## Record excerpts
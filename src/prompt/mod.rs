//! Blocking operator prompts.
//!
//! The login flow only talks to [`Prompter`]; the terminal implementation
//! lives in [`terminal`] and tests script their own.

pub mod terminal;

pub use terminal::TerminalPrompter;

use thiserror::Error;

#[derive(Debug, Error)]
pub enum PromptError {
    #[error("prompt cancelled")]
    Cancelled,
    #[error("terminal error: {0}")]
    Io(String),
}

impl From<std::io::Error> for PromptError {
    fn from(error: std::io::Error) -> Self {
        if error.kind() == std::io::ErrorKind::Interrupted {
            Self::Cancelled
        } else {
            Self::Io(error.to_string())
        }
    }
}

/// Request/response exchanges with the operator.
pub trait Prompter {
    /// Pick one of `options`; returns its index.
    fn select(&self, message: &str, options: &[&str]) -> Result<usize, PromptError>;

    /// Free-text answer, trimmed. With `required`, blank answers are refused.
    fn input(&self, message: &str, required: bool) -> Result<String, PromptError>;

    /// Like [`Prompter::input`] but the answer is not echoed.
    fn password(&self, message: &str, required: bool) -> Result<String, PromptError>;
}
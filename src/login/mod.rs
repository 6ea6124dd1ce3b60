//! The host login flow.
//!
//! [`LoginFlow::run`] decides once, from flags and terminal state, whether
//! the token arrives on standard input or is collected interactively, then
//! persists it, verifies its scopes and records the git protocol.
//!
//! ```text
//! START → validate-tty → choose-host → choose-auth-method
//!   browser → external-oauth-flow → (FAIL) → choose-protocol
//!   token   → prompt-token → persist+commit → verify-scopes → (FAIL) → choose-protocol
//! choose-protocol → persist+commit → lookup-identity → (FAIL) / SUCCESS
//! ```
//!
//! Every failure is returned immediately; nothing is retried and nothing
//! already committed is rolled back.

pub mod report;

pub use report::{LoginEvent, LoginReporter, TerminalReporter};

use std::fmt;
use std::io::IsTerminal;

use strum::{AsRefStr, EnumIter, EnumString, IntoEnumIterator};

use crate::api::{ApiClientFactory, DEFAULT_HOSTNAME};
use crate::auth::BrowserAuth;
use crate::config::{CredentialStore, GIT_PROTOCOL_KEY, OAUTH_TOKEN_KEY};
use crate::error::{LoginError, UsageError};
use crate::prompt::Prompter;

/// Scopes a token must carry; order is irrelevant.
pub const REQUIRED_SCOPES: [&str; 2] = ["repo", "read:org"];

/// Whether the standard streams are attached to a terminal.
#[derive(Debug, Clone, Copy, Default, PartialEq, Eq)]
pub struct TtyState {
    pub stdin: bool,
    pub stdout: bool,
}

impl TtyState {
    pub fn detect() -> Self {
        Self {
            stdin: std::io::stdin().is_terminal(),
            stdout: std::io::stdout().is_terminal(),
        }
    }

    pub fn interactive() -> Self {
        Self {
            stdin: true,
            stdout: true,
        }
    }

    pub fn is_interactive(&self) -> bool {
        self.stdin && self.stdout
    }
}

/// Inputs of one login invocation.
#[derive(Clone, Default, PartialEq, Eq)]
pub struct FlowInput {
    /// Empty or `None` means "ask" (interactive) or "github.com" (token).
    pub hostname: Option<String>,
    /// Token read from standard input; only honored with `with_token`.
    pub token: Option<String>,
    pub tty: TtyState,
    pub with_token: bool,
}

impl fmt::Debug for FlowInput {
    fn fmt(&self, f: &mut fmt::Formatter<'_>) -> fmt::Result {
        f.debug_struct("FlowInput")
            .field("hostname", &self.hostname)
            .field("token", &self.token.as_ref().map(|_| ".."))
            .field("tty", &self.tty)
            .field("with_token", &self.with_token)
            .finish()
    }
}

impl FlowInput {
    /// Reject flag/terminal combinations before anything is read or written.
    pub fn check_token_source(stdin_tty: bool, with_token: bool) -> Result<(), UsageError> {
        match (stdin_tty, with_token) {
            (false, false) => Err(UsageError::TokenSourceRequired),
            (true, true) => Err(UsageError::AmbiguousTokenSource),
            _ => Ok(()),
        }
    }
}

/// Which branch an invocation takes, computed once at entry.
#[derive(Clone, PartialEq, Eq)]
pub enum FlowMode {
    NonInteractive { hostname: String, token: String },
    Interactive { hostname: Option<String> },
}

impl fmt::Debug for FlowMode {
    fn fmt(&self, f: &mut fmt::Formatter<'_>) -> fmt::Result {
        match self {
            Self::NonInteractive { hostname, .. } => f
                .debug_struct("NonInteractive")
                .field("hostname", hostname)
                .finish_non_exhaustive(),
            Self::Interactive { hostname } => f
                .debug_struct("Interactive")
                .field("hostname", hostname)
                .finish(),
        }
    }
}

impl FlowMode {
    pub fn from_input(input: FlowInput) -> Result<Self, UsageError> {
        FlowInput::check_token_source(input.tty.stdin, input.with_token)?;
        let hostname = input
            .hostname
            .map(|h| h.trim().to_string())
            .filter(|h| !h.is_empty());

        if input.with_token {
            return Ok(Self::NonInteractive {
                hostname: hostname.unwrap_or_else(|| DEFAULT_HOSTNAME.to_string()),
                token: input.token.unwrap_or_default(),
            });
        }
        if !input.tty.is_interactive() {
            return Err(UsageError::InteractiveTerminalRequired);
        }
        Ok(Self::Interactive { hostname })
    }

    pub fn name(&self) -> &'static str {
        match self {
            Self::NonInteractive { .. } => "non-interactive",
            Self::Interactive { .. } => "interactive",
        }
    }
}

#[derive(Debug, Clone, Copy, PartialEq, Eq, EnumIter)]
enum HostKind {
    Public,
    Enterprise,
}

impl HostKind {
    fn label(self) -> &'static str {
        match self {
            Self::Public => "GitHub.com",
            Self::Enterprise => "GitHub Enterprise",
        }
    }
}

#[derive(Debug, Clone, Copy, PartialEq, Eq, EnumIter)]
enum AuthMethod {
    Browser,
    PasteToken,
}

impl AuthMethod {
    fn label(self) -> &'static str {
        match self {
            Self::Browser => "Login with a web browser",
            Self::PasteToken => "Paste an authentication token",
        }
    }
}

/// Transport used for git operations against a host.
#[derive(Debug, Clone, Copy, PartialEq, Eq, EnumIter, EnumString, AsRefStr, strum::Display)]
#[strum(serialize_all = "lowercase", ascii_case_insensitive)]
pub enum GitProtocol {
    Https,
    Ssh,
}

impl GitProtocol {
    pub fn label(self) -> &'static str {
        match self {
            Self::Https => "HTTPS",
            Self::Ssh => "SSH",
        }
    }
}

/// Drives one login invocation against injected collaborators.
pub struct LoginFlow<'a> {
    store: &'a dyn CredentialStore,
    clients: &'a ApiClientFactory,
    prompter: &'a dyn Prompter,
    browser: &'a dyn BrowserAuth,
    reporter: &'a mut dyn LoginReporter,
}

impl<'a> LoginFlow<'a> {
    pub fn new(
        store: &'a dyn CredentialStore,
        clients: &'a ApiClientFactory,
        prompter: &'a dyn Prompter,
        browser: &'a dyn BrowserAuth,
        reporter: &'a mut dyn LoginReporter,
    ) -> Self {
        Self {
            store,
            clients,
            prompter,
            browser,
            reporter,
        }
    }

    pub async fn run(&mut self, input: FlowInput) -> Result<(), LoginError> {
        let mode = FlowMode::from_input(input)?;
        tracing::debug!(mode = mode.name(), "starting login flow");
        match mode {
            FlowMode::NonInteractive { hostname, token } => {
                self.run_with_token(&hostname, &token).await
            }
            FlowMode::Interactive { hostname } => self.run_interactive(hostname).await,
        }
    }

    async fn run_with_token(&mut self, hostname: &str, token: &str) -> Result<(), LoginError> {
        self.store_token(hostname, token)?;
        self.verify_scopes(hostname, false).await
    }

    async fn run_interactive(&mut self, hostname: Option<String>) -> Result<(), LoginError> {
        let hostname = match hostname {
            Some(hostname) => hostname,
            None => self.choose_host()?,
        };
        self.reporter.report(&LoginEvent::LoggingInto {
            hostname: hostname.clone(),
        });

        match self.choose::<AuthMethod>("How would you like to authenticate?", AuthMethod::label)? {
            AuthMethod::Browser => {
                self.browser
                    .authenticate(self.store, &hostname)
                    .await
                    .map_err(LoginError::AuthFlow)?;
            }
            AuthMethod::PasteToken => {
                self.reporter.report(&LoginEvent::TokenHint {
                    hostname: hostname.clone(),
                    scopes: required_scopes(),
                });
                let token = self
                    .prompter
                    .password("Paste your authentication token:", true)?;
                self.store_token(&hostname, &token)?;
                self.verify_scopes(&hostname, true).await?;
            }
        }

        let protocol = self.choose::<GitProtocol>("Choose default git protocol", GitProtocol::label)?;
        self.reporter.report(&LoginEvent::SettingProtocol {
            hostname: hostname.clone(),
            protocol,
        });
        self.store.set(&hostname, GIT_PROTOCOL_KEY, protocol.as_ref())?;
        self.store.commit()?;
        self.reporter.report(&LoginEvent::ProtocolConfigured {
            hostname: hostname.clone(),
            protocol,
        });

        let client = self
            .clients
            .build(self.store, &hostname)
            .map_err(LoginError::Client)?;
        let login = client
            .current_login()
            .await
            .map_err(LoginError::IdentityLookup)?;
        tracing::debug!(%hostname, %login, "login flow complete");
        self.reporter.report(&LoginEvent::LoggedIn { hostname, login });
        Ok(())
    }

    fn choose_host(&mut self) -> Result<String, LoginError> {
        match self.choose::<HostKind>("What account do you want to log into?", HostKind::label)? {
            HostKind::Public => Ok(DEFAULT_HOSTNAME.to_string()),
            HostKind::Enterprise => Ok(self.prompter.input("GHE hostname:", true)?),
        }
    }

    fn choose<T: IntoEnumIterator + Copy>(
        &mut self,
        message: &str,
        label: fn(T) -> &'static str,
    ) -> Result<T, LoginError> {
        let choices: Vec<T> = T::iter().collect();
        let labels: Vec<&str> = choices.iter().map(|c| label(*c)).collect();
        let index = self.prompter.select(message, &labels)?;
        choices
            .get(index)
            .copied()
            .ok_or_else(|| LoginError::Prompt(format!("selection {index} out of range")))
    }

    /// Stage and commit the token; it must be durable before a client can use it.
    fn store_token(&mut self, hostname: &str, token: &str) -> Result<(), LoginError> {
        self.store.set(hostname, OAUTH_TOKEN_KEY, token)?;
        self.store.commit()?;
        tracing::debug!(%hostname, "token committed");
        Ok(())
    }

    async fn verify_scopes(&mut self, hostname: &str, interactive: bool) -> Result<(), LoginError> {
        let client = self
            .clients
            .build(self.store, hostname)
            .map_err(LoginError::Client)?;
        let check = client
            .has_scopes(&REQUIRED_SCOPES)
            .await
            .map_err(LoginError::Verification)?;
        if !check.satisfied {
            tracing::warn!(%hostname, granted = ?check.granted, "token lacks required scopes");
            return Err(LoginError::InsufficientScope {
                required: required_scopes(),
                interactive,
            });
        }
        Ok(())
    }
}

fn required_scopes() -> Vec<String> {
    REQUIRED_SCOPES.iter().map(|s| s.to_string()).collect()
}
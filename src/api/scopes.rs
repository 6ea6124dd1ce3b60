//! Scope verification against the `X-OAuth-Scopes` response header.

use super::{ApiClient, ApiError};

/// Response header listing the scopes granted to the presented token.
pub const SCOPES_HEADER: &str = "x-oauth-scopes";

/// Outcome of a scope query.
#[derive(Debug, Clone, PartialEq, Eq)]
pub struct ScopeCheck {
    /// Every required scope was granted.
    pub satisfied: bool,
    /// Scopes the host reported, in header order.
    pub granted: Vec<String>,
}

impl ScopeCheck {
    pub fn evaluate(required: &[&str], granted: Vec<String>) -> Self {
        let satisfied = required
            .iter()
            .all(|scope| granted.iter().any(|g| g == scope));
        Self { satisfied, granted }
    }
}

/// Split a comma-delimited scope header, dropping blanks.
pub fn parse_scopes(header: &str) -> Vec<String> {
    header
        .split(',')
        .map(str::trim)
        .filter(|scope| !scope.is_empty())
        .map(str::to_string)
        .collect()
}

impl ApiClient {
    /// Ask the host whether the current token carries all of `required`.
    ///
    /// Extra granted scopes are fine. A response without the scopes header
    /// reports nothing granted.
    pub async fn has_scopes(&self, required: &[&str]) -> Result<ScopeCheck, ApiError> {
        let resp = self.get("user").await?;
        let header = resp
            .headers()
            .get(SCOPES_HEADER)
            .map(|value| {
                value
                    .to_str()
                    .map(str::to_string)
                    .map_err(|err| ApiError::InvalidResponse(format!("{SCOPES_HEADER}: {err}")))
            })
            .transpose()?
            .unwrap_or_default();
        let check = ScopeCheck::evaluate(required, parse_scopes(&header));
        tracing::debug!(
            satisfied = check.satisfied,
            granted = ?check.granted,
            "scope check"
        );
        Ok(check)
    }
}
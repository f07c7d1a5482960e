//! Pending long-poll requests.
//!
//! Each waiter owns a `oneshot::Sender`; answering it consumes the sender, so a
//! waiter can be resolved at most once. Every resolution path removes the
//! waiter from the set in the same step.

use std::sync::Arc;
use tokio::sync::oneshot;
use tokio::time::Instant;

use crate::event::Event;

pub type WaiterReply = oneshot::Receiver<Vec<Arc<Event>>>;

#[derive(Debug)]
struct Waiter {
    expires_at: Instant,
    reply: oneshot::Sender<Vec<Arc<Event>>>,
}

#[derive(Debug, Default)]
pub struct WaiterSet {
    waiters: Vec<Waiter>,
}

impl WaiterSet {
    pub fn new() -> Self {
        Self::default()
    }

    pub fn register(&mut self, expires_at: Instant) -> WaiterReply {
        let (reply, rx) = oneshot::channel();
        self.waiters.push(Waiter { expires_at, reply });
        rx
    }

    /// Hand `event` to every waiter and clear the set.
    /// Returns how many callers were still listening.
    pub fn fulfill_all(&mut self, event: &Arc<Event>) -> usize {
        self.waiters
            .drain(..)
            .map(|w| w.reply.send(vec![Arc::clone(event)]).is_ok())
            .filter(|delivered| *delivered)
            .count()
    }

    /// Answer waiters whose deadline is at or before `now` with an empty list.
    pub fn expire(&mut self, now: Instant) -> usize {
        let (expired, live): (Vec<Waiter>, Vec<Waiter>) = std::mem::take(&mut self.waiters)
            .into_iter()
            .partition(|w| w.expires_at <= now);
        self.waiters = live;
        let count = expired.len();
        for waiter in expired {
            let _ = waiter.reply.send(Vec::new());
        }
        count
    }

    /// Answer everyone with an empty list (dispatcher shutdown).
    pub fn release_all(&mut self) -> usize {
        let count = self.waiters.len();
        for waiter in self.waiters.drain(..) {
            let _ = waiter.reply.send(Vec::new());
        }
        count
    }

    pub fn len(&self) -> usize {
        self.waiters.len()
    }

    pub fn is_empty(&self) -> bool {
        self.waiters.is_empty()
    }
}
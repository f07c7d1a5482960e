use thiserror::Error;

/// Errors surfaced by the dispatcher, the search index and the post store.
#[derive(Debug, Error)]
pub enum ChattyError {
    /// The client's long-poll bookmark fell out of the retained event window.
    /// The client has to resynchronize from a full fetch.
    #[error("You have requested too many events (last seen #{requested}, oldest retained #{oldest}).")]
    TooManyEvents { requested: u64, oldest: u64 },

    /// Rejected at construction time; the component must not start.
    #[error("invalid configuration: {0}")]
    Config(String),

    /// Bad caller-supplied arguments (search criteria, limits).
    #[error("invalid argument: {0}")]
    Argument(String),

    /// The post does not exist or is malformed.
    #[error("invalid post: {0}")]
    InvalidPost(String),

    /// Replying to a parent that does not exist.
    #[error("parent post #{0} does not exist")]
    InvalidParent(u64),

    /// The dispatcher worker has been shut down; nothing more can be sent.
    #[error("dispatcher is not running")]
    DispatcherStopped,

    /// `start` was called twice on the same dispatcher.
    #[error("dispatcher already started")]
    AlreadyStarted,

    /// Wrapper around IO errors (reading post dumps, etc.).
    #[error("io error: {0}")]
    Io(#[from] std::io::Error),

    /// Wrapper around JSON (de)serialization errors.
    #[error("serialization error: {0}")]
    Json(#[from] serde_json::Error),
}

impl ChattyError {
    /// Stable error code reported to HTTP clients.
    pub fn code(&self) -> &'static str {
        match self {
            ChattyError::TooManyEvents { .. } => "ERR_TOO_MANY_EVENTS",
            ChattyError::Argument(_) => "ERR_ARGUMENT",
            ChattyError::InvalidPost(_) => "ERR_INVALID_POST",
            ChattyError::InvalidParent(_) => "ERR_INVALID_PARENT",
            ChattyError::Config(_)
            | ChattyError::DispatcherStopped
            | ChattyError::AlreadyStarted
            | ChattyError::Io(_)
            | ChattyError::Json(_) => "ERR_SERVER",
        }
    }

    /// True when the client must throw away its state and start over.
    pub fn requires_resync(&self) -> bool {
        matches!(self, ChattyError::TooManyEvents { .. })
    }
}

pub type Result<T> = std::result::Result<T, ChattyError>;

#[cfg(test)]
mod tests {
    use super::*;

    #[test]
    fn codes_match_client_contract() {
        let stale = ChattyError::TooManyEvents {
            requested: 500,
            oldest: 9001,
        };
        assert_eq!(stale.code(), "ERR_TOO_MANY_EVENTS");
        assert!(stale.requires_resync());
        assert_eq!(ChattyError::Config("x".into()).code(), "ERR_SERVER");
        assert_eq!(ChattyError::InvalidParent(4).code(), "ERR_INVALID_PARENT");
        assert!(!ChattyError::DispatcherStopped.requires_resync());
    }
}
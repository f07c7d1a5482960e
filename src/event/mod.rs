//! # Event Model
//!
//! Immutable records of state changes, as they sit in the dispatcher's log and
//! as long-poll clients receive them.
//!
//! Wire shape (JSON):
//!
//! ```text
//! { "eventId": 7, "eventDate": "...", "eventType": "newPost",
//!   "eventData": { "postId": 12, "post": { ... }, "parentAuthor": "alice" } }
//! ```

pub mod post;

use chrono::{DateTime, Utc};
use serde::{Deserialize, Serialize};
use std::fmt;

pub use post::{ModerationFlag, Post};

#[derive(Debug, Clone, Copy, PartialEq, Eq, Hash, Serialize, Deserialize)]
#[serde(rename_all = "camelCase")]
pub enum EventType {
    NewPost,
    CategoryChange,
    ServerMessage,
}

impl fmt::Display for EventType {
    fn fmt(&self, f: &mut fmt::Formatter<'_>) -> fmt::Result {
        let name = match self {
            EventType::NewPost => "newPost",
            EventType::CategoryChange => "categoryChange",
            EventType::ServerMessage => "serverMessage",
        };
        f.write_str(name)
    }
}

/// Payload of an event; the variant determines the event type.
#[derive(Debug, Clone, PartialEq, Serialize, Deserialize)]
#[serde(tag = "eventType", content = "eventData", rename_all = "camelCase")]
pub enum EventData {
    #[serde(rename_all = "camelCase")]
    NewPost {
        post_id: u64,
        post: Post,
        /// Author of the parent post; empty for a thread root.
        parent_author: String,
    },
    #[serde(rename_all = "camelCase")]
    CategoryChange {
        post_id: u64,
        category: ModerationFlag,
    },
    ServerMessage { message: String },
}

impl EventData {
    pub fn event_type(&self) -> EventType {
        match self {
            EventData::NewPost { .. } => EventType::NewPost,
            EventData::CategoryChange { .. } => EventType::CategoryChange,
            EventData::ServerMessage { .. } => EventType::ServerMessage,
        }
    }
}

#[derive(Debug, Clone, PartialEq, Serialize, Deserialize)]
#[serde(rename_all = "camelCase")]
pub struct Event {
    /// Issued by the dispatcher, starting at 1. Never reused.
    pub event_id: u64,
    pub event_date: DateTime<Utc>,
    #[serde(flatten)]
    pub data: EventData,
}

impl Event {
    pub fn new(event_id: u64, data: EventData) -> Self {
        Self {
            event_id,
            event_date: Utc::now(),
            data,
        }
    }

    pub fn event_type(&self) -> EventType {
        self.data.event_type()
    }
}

## Your objective
Please show every line of the records that holds the word "ScopeCheck".

## Answer section
pub struct ScopeCheck {
impl ScopeCheck {
    pub async fn has_scopes(&self, required: &[&str]) -> Result<ScopeCheck, ApiError> {
        let check = ScopeCheck::evaluate(required, parse_scopes(&header));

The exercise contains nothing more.